Thursday, January 16, 2014

Commercial Real Estate Prices Steadily Climb; Absorption Rate Kicks Into High Gear

This month's CoStar Commercial Repeat Sale Indices (CCRSI) provide the market's first look at November 2013 commercial real estate pricing trends. Based on 1,014 repeat sales in November 2013 and more than 125,000 repeat sales since 1996, the CCRSI offers the broadest measure of commercial real estate repeat sales activity.
November 2013 CCRSI National Results Highlights
  • COMMERCIAL PROPERTY PRICES CONTINUED THEIR STEADY UPWARD TRAJECTORY IN NOVEMBER: With the U.S. economy on more solid footing during the fourth quarter of 2013 and demand for commercial real estate space on the rise, pricing continued on a steady upward trajectory in November 2013. The two broadest measures of aggregate pricing for commercial properties within the CCRSI—the value-weighted U.S. Composite Index and the equal-weighted U.S. Composite Index—advanced by 0.8% and 1.1%, respectively in November 2013, and rose by a more robust 10.9% and 7.8%, respectively, over the last year.
  • RECENT PRICING PERFORMANCE HAS BEEN STEADIER AT THE HIGH END OF THE MARKET: The U.S. Value-Weighted Composite Index, which weights each repeat-sale by transaction size or value (and therefore is heavily influenced by larger transactions), has increased by a cumulative 51.9% since the start of 2010, reflecting steady demand for institutional-grade property assets in top-tier metro areas that led the recovery. Recent performance in the U.S. Equal-Weighted Composite Index, which weights each repeat-sale equally and is more heavily influenced by smaller transactions, has been more volatile. The Index lost ground in the third quarter of 2013 as it was significantly more impacted by uncertainty concerning the economy and interest rates, but it has since rebounded. The Equal-Weighted Index has increased 18.4% from its trough in 2011.
  • ABSORPTION EXPANDS AT FASTEST RATE SINCE 2007: Tenants occupied an additional 380 million square feet of office, retail and industrial space throughout the U.S. in 2013, the largest annual gain in net absorption over the past six years. The Investment Grade segment of the market continued to dominate in space absorption. However, the pace of absorption in the General Commercial segment has improved significantly as the recovery is accelerating in the secondary and tertiary markets. The General Commercial segment’s share of total net absorption increased from being less than 30% for the last several years to 32% in 2013.

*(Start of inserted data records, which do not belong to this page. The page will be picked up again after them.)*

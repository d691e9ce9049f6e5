//! Kitchen disasters: heat-triggered emergencies with a warn, active and
//! resolve/fail lifecycle. At most one disaster runs at a time.

pub mod systems;


use bevy::prelude::*;

/// Where the disaster engine currently is. Warned and Active both count as
/// busy; no second disaster starts until the state returns to Idle.
#[derive(Resource, Debug, Clone, PartialEq, Eq, Default)]
pub enum DisasterState {
    #[default]
    Idle,
    /// Trigger fired; the disaster goes active when the delay lapses.
    Warned {
        disaster: String,
        delay_remaining: u32,
    },
    /// Countdown running; the player must resolve before it hits zero.
    Active {
        disaster: String,
        time_remaining: u32,
    },
}

impl DisasterState {
    pub fn is_idle(&self) -> bool {
        matches!(self, DisasterState::Idle)
    }

    pub fn active_disaster(&self) -> Option<&str> {
        match self {
            DisasterState::Active { disaster, .. } => Some(disaster),
            _ => None,
        }
    }
}

/// Tunables for the random trigger. Tests pin `trigger_chance` to 0 or 1.
#[derive(Resource, Debug, Clone, Copy)]
pub struct DisasterSettings {
    pub trigger_chance: f64,
    /// Seconds between the warning and the disaster going active.
    pub warning_delay: u32,
}

impl Default for DisasterSettings {
    fn default() -> Self {
        Self {
            trigger_chance: 0.3,
            warning_delay: 2,
        }
    }
}

pub struct DisastersPlugin;

impl Plugin for DisastersPlugin {
    fn build(&self, app: &mut App) {
        app.init_resource::<DisasterState>()
            .init_resource::<DisasterSettings>()
            .add_observer(systems::advance_disasters)
            .add_observer(systems::resolve_disaster)
            .add_observer(systems::force_disaster);
    }
}
//! Restaurant mode: customer spawning, patience, serving and reputation.
//!
//! Orders are entities carrying an `Order` component. Patience counts down
//! on the second tick while the restaurant is open; closing the restaurant
//! clears every live order without a reputation penalty.

pub mod systems;

#[cfg(test)]
mod tests;

use {bevy::prelude::*, order_components::Order, states::RestaurantState};

/// Concurrent order cap.
pub const MAX_ACTIVE_ORDERS: usize = 3;

/// Chance that a spawn tick actually seats a customer.
pub const SPAWN_CHANCE: f64 = 0.7;

/// Serving with more than this much patience left improves reputation.
pub const GOOD_SERVICE_BONUS: f32 = 0.8;

/// Star rating out of five. Only failed orders drag it down.
#[derive(Resource, Debug, Clone, Copy, PartialEq)]
pub struct Reputation(pub f32);

impl Default for Reputation {
    fn default() -> Self {
        Self(5.0)
    }
}

impl Reputation {
    pub fn reward(&mut self) {
        self.0 = (self.0 + 0.1).min(5.0);
    }

    pub fn penalize(&mut self, forgiving: bool) {
        let loss = if forgiving { 0.05 } else { 0.15 };
        self.0 = (self.0 - loss).max(0.0);
    }
}

/// Monotonic order numbers; the lowest live number is served first.
#[derive(Resource, Debug, Default)]
pub struct OrderNumberGen(u64);

impl OrderNumberGen {
    pub fn next(&mut self) -> u64 {
        self.0 += 1;
        self.0
    }
}

pub struct OrdersPlugin;

impl Plugin for OrdersPlugin {
    fn build(&self, app: &mut App) {
        app.init_state::<RestaurantState>()
            .register_type::<Order>()
            .init_resource::<Reputation>()
            .init_resource::<OrderNumberGen>()
            .add_observer(systems::auto_spawn)
            .add_observer(systems::spawn_customer)
            .add_observer(systems::tick_patience)
            .add_observer(systems::serve_dish)
            .add_systems(
                OnEnter(RestaurantState::Closed),
                systems::clear_orders_on_close,
            );
    }
}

  • DISTRESS SALES REMAIN LOW: The percentage of commercial property selling at distressed prices was slightly more than 13% in November 2013, down roughly two-thirds from the peak in 2011. Technology and energy-driven markets including Houston, Denver, Dallas, and Austin have experienced some of the strongest declines in the share of distress property sales activity over the last year, with a reduction of 80% or more.
     

About the CoStar Commercial Repeat-Sale Indices
The CoStar Commercial Repeat-Sale Indices (CCRSI) are the most comprehensive and accurate measures of commercial real estate prices in the United States. In addition to the national Composite Index (presented in both equal-weighted and value-weighted versions), national Investment Grade Index and national General Commercial Index, which we report monthly, we report quarterly on 30 sub-indices in the CoStar index family. The sub-indices include breakdowns by property sector (office, industrial, retail, multifamily, hospitality and land), by region of the country (Northeast, South, Midwest, West), by transaction size and quality (general commercial, investment grade), and by market size (composite index of the prime market areas in the country).

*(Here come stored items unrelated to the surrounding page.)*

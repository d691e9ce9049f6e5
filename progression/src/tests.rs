use {
    crate::{PlayerProfile, ProgressionPlugin},
    bevy::prelude::*,
    disaster_events::DisasterResolved,
    kitchen_events::DishCompleted,
    order_events::OrderCompleted,
    progression_assets::{ChefLevel, ProgressionConfig},
    progression_events::{GainXp, LevelUp, RecipeDiscovered},
    recipe_assets::RecipeCatalog,
};

#[derive(Resource, Default)]
struct SeenLevelUps(Vec<LevelUp>);

#[derive(Resource, Default)]
struct SeenDiscoveries(Vec<String>);

fn chef_level(level: u32, title: &str, xp_required: u32, unlocks: &[&str]) -> ChefLevel {
    ChefLevel {
        level,
        title: title.to_string(),
        xp_required,
        unlocks_message: String::new(),
        unlock_ingredients: unlocks.iter().map(|s| s.to_string()).collect(),
    }
}

fn test_config() -> ProgressionConfig {
    ProgressionConfig {
        levels: vec![
            chef_level(1, "Kitchen Helper", 0, &[]),
            chef_level(2, "Junior Chef", 100, &["mahi", "butter"]),
            chef_level(3, "Line Cook", 300, &["wagyu", "mushroom"]),
            chef_level(4, "Sous Chef", 600, &["crab"]),
        ],
        starter_ingredients: vec!["rice".to_string(), "egg".to_string()],
        discovery_bonus_xp: 25,
    }
}

fn test_app() -> App {
    let mut app = App::new();
    app.add_plugins(MinimalPlugins)
        .add_plugins(ProgressionPlugin)
        .insert_resource(test_config())
        .init_resource::<RecipeCatalog>()
        .init_resource::<SeenLevelUps>()
        .init_resource::<SeenDiscoveries>()
        .add_observer(|trigger: On<LevelUp>, mut seen: ResMut<SeenLevelUps>| {
            seen.0.push(trigger.event().clone());
        })
        .add_observer(
            |trigger: On<RecipeDiscovered>, mut seen: ResMut<SeenDiscoveries>| {
                seen.0.push(trigger.event().recipe_id.clone());
            },
        );
    app
}

fn gain(app: &mut App, amount: u32) {
    app.world_mut().trigger(GainXp {
        amount,
        reason: "test".to_string(),
    });
    app.update();
}

#[test]
fn xp_accumulates_without_leveling_below_threshold() {
    let mut app = test_app();
    gain(&mut app, 99);

    let profile = app.world().resource::<PlayerProfile>();
    assert_eq!(profile.level, 1);
    assert_eq!(profile.total_xp, 99);
    assert_eq!(profile.xp, 99);
    assert!(app.world().resource::<SeenLevelUps>().0.is_empty());
}

#[test]
fn crossing_a_threshold_levels_up_and_unlocks() {
    let mut app = test_app();
    gain(&mut app, 120);

    let profile = app.world().resource::<PlayerProfile>();
    assert_eq!(profile.level, 2);
    assert_eq!(profile.xp, 20);
    assert!(profile.is_unlocked("mahi"));
    assert!(profile.is_unlocked("butter"));

    let seen = app.world().resource::<SeenLevelUps>();
    assert_eq!(seen.0.len(), 1);
    assert_eq!(seen.0[0].new_level, 2);
    assert_eq!(seen.0[0].title, "Junior Chef");
}

#[test]
fn one_award_can_cross_several_levels() {
    let mut app = test_app();
    gain(&mut app, 650);

    let profile = app.world().resource::<PlayerProfile>();
    assert_eq!(profile.level, 4);
    assert_eq!(profile.total_xp, 650);
    assert_eq!(profile.xp, 50);
    for ingredient in ["mahi", "butter", "wagyu", "mushroom", "crab"] {
        assert!(profile.is_unlocked(ingredient), "{ingredient} should unlock");
    }

    let seen = app.world().resource::<SeenLevelUps>();
    assert_eq!(seen.0.len(), 1);
    assert_eq!(seen.0[0].new_level, 4);
    assert_eq!(seen.0[0].unlocked_ingredients.len(), 5);
}

#[test]
fn completing_a_dish_awards_xp_and_discovery_bonus_once() {
    let mut app = test_app();
    app.world_mut().trigger(DishCompleted {
        recipe_id: "friedRice".to_string(),
        xp_reward: 20,
    });
    app.update();

    let profile = app.world().resource::<PlayerProfile>();
    assert_eq!(profile.stats.recipes_completed, 1);
    assert_eq!(profile.total_xp, 45, "base 20 plus 25 discovery bonus");
    assert!(profile.has_discovered("friedRice"));
    assert_eq!(app.world().resource::<SeenDiscoveries>().0, vec!["friedRice"]);

    app.world_mut().trigger(DishCompleted {
        recipe_id: "friedRice".to_string(),
        xp_reward: 20,
    });
    app.update();

    let profile = app.world().resource::<PlayerProfile>();
    assert_eq!(profile.stats.recipes_completed, 2);
    assert_eq!(profile.total_xp, 65, "no second discovery bonus");
    assert_eq!(app.world().resource::<SeenDiscoveries>().0.len(), 1);
}

#[test]
fn order_and_disaster_events_bump_stats() {
    let mut app = test_app();
    app.world_mut().trigger(OrderCompleted {
        customer: "regular".to_string(),
        recipe_id: "friedRice".to_string(),
        xp: 20,
        speed_bonus: 0.95,
    });
    app.world_mut().trigger(OrderCompleted {
        customer: "kid".to_string(),
        recipe_id: "friedRice".to_string(),
        xp: 10,
        speed_bonus: 0.5,
    });
    app.world_mut().trigger(DisasterResolved {
        disaster: "fire".to_string(),
        message: String::new(),
        xp_reward: 15,
    });
    app.update();

    let stats = &app.world().resource::<PlayerProfile>().stats;
    assert_eq!(stats.customers_served, 2);
    assert_eq!(stats.perfect_dishes, 1);
    assert_eq!(stats.disasters_handled, 1);
}

#[test]
fn seeding_starters_never_duplicates() {
    let mut profile = PlayerProfile::default();
    let starters = vec!["rice".to_string(), "egg".to_string()];
    profile.seed_starters(&starters);
    profile.unlocked_ingredients.push("mahi".to_string());
    profile.seed_starters(&starters);

    assert_eq!(profile.unlocked_ingredients, vec!["rice", "egg", "mahi"]);
}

The CoStar indices are constructed using a repeat sales methodology, widely considered the most accurate measure of price changes for real estate. This methodology measures the movement in the prices of commercial properties by collecting data on actual transaction prices. When a property is sold more than one time, a sales pair is created. The prices from the first and second sales are then used to calculate price movement for the property. The aggregated price changes from all of the sales pairs are used to create a price index.